[This is the third post in a multi-part review of the 2010 MIT Sloan Sports Analytics Conference.]
For the first time in the brief history of the MIT Sloan Sports Analytics Conference, the organizers put together a session that allowed the presentation of research papers. The papers were split into two categories: those published by academic researchers (students or faculty), and those published by either independent researchers or those working for a company. (I would imagine that the sports teams keep their analytics close to their vest and not publish them until it's obvious that they no longer help the team gain a competitive advantage.)
There were almost 40 papers reviewed for the research paper contest, from which a final group of four were selected — two from academic submitters, and two from non-academics. Assuming a 50/50 split, one has to have a paper in the top 10% in order to be selected for presentation. There were eight slots for presentations during the day, and the second half was devoted to invited papers. It seems that the conference limited the number of presentations for the paper contest so that they could announce the winner before the main afternoon session when most of the attendees would be present.

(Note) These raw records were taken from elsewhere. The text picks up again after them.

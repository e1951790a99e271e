//! UI-agnostic form model
//!
//! The summarizer screen is made of a handful of named parts: a container
//! that carries the endpoint URL, a text input, a length selector, a submit
//! control, an output region, a loading indicator and a footer year. Front
//! ends build a [`FormParts`] from whatever they actually have and hand it to
//! the controller, which only binds when every required part is present.

use std::sync::{Arc, Mutex, MutexGuard};

use crate::length::SummaryLength;

/// Convert a character index to a byte index for UTF-8 safe string operations
fn char_to_byte_index(s: &str, char_idx: usize) -> usize {
    s.char_indices()
        .nth(char_idx)
        .map(|(i, _)| i)
        .unwrap_or(s.len())
}

/// Replace control characters (other than newline and tab) so text coming
/// back from the server is always shown literally and can never emit
/// terminal escape sequences.
pub fn sanitize_text(text: &str) -> String {
    text.chars()
        .map(|c| {
            if c.is_control() && c != '\n' && c != '\t' {
                char::REPLACEMENT_CHARACTER
            } else {
                c
            }
        })
        .collect()
}

/// The single message shown in the output region.
#[derive(Debug, Clone, PartialEq, Eq)]
pub struct OutputMessage {
    text: String,
    is_error: bool,
}

impl OutputMessage {
    pub fn new(text: &str, is_error: bool) -> Self {
        Self {
            text: sanitize_text(text),
            is_error,
        }
    }

    pub fn summary(text: &str) -> Self {
        Self::new(text, false)
    }

    pub fn error(text: &str) -> Self {
        Self::new(text, true)
    }

    pub fn text(&self) -> &str {
        &self.text
    }

    pub fn is_error(&self) -> bool {
        self.is_error
    }
}

/// Holds the endpoint URL the page was configured with.
#[derive(Debug, Clone, Default)]
pub struct Container {
    pub summarize_url: Option<String>,
}

#[derive(Debug, Clone, Default)]
pub struct TextInput {
    pub value: String,
    pub cursor: usize, // in chars, not bytes
}

impl TextInput {
    pub fn with_value(value: &str) -> Self {
        Self {
            value: value.to_string(),
            cursor: value.chars().count(),
        }
    }

    pub fn insert_char(&mut self, c: char) {
        let byte_pos = char_to_byte_index(&self.value, self.cursor);
        self.value.insert(byte_pos, c);
        self.cursor += 1;
    }

    pub fn backspace(&mut self) {
        if self.cursor > 0 {
            self.cursor -= 1;
            let byte_pos = char_to_byte_index(&self.value, self.cursor);
            self.value.remove(byte_pos);
        }
    }

    pub fn delete(&mut self) {
        if self.cursor < self.value.chars().count() {
            let byte_pos = char_to_byte_index(&self.value, self.cursor);
            self.value.remove(byte_pos);
        }
    }

    pub fn move_left(&mut self) {
        self.cursor = self.cursor.saturating_sub(1);
    }

    pub fn move_right(&mut self) {
        let char_count = self.value.chars().count();
        self.cursor = (self.cursor + 1).min(char_count);
    }

    pub fn move_home(&mut self) {
        self.cursor = 0;
    }

    pub fn move_end(&mut self) {
        self.cursor = self.value.chars().count();
    }

    pub fn clear(&mut self) {
        self.value.clear();
        self.cursor = 0;
    }
}

#[derive(Debug, Clone, Default)]
pub struct LengthSelector {
    pub selected: SummaryLength,
}

#[derive(Debug, Clone, Default)]
pub struct SubmitButton {
    pub disabled: bool,
}

/// Output region. Holds at most one message; `loading` is purely
/// presentational.
#[derive(Debug, Clone, Default)]
pub struct OutputRegion {
    message: Option<OutputMessage>,
    pub loading: bool,
}

impl OutputRegion {
    pub fn message(&self) -> Option<&OutputMessage> {
        self.message.as_ref()
    }

    /// Replace whatever is shown with exactly one message.
    pub fn replace_with(&mut self, message: OutputMessage) {
        self.message = Some(message);
    }

    pub fn clear(&mut self) {
        self.message = None;
    }
}

#[derive(Debug, Clone, Default)]
pub struct LoadingIndicator {
    pub visible: bool,
}

#[derive(Debug, Clone, Default)]
pub struct YearPlaceholder {
    pub text: Option<String>,
}

/// Whatever parts a front end found. Missing parts stay `None`.
#[derive(Debug, Clone, Default)]
pub struct FormParts {
    pub container: Option<Container>,
    pub input: Option<TextInput>,
    pub length: Option<LengthSelector>,
    pub submit: Option<SubmitButton>,
    pub output: Option<OutputRegion>,
    pub loading_indicator: Option<LoadingIndicator>,
    pub year: Option<YearPlaceholder>,
}

impl FormParts {
    /// Every part present, with the given endpoint and starting length.
    pub fn complete(summarize_url: Option<String>, length: SummaryLength) -> Self {
        Self {
            container: Some(Container { summarize_url }),
            input: Some(TextInput::default()),
            length: Some(LengthSelector { selected: length }),
            submit: Some(SubmitButton::default()),
            output: Some(OutputRegion::default()),
            loading_indicator: Some(LoadingIndicator::default()),
            year: Some(YearPlaceholder::default()),
        }
    }

    /// Fill the footer year if there is a placeholder for it. Independent of
    /// whether the summarizer binds.
    pub fn fill_footer_year(&mut self, year: i32) {
        if let Some(placeholder) = self.year.as_mut() {
            placeholder.text = Some(year.to_string());
        }
    }
}

/// A fully bound form: the five required parts plus the optional ones.
#[derive(Debug, Clone)]
pub struct FormState {
    pub container: Container,
    pub input: TextInput,
    pub length: LengthSelector,
    pub submit: SubmitButton,
    pub output: OutputRegion,
    pub loading_indicator: Option<LoadingIndicator>,
    pub year: Option<YearPlaceholder>,
}

impl FormState {
    /// `None` unless container, input, length selector, submit control and
    /// output region are all present.
    pub fn from_parts(parts: FormParts) -> Option<Self> {
        Some(Self {
            container: parts.container?,
            input: parts.input?,
            length: parts.length?,
            submit: parts.submit?,
            output: parts.output?,
            loading_indicator: parts.loading_indicator,
            year: parts.year,
        })
    }

    pub fn is_loading(&self) -> bool {
        self.output.loading
    }

    pub fn is_submit_enabled(&self) -> bool {
        !self.submit.disabled
    }

    pub fn is_indicator_visible(&self) -> bool {
        self.loading_indicator
            .as_ref()
            .map(|indicator| indicator.visible)
            .unwrap_or(false)
    }

    pub fn footer_year(&self) -> Option<&str> {
        self.year.as_ref().and_then(|y| y.text.as_deref())
    }
}

/// What the interaction controller needs from a form. Everything is read or
/// written at the moment the controller asks, never cached.
pub trait SummaryForm: Send + Sync {
    /// Endpoint URL as currently configured on the container.
    fn endpoint(&self) -> Option<String>;
    fn text(&self) -> String;
    fn length(&self) -> String;
    /// Toggle indicator visibility, submit enablement and the output's
    /// loading flag together.
    fn set_loading(&self, loading: bool);
    fn clear_output(&self);
    /// Replace all output with exactly one message.
    fn render_message(&self, message: OutputMessage);
}

/// [`FormState`] shared between the renderer and submit tasks.
#[derive(Debug, Clone)]
pub struct SharedForm(Arc<Mutex<FormState>>);

impl SharedForm {
    pub fn new(state: FormState) -> Self {
        Self(Arc::new(Mutex::new(state)))
    }

    pub fn lock(&self) -> MutexGuard<'_, FormState> {
        // A panic while holding the lock leaves plain data behind; keep using it.
        self.0.lock().unwrap_or_else(|poisoned| poisoned.into_inner())
    }
}

impl SummaryForm for SharedForm {
    fn endpoint(&self) -> Option<String> {
        self.lock().container.summarize_url.clone()
    }

    fn text(&self) -> String {
        self.lock().input.value.clone()
    }

    fn length(&self) -> String {
        self.lock().length.selected.as_str().to_string()
    }

    fn set_loading(&self, loading: bool) {
        let mut state = self.lock();
        if let Some(indicator) = state.loading_indicator.as_mut() {
            indicator.visible = loading;
        }
        state.submit.disabled = loading;
        state.output.loading = loading;
    }

    fn clear_output(&self) {
        self.lock().output.clear();
    }

    fn render_message(&self, message: OutputMessage) {
        self.lock().output.replace_with(message);
    }
}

Of the four finalists, three were papers on basketball and the other on baseball. The first paper was on new approaches to fantasy baseball management that appeared to consist of a Monte Carlo simulation of fantasy league selections that prioritized top scores in certain statistics instead of maximum scores in all statistics. The second paper considered the optimization of a basketball offense by viewing it as a network problem. The paper was an intriguing academic problem but I doubt that it could be useful in an actual game — how many coaches, much less players, run through all those paths in the course of a basketball game?

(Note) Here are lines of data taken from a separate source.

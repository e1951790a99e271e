use std::io::{self, Stderr};
use anyhow::Result;
use crossterm::{
    event::{self, Event, KeyEvent, KeyEventKind, MouseEvent},
    execute,
    terminal::{disable_raw_mode, enable_raw_mode, EnterAlternateScreen, LeaveAlternateScreen},
};
use ratatui::{backend::CrosstermBackend, Terminal};
use futures_util::StreamExt;
use tokio::sync::mpsc;

pub type Tui = Terminal<CrosstermBackend<Stderr>>;

#[derive(Debug)]
pub enum AppEvent {
    Key(KeyEvent),
    Mouse(MouseEvent),
    Resize(u16, u16),
    Tick,
}

pub struct EventHandler {
    rx: mpsc::UnboundedReceiver<AppEvent>,
    _tx: mpsc::UnboundedSender<AppEvent>,
}

impl EventHandler {
    pub fn new() -> Self {
        let (tx, rx) = mpsc::unbounded_channel();
        let _tx = tx.clone();

        let tx_events = tx.clone();
        tokio::spawn(async move {
            let mut reader = event::EventStream::new();
            while let Some(evt) = reader.next().await {
                let Ok(evt) = evt else { continue };
                let app_event = match evt {
                    // Only presses; releases and repeats would double-insert
                    Event::Key(key) if key.kind == KeyEventKind::Press => Some(AppEvent::Key(key)),
                    Event::Mouse(mouse) => Some(AppEvent::Mouse(mouse)),
                    Event::Resize(w, h) => Some(AppEvent::Resize(w, h)),
                    _ => None,
                };

                if let Some(event) = app_event {
                    if tx_events.send(event).is_err() {
                        break;
                    }
                }
            }
        });

        // Tick drives the loading animation and picks up finished submissions
        let tx_tick = tx.clone();
        tokio::spawn(async move {
            let mut interval = tokio::time::interval(std::time::Duration::from_millis(300));
            loop {
                interval.tick().await;
                if tx_tick.send(AppEvent::Tick).is_err() {
                    break;
                }
            }
        });

        Self { rx, _tx }
    }

    pub async fn next(&mut self) -> Option<AppEvent> {
        self.rx.recv().await
    }
}

pub fn init() -> Result<Tui> {
    enable_raw_mode()?;
    execute!(io::stderr(), EnterAlternateScreen)?;
    execute!(io::stderr(), crossterm::event::EnableMouseCapture)?;

    let backend = CrosstermBackend::new(io::stderr());
    let terminal = Terminal::new(backend)?;

    Ok(terminal)
}

pub fn restore() -> Result<()> {
    execute!(io::stderr(), crossterm::event::DisableMouseCapture)?;
    execute!(io::stderr(), LeaveAlternateScreen)?;
    disable_raw_mode()?;
    Ok(())
}

/// Install panic hook to restore terminal on panic
pub fn install_panic_hook() {
    let original_hook = std::panic::take_hook();
    std::panic::set_hook(Box::new(move |panic_info| {
        let _ = restore();
        original_hook(panic_info);
    }));
}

The last two papers presented turned out to be the two winners, and coincidentally, the two papers I was most interested in seeing presented. (Unfortunately I could not do so because both presentations took place during the Emerging Analytics session.) The academic winner was titled "Beyond Pythagorean Expectation: How Run Distributions Affect Win Percentage" by Prof. Kerry Whisnant of the Department of Physics at Iowa State University. The paper focused on baseball and offered an extension to the Pythagorean estimation to account for run distribution and slugging percentage. He found that those two factors are inversely related to each other, and can add as much as one to two wins to the Pythagorean estimate — higher-order wins. It seemed to be an interesting paper and I asked Prof. Whisnant for a copy. I told him about my extension of the Pythagorean expectation for soccer and he suggested that I consider the shape of the distribution as well. The non-academic winner was "Improved NBA Adjusted +/- Using Regularization and Out-of-Sample Testing" by Dr. Joe Sill, a PhD graduate from Caltech who is now an independent consultant. Dr. Sill has a website that presented adjusted plus/minus data for NBA teams and talks at length about the origins of the formula. The basic idea is that one needs to consider the segments of a basketball game in which the five players on a team are seen as one unit, and the plus/minus rating is calculated for this unit. The segments are all considered together in order to arrive at individual plus/minus ratings for each player. What makes the problem hard is the mathematical complexity of the exercise — the solution is difficult to solve without using advanced techniques in linear algebra. I thought that it was a very clever solution to the basketball plus/minus problem, and one that should be applied to the soccer plus/minus problem.
I hope that the conference has more papers in the research paper competition, but it might require the conference to move to a two-day format, and I'm not sure they want to do that at this time.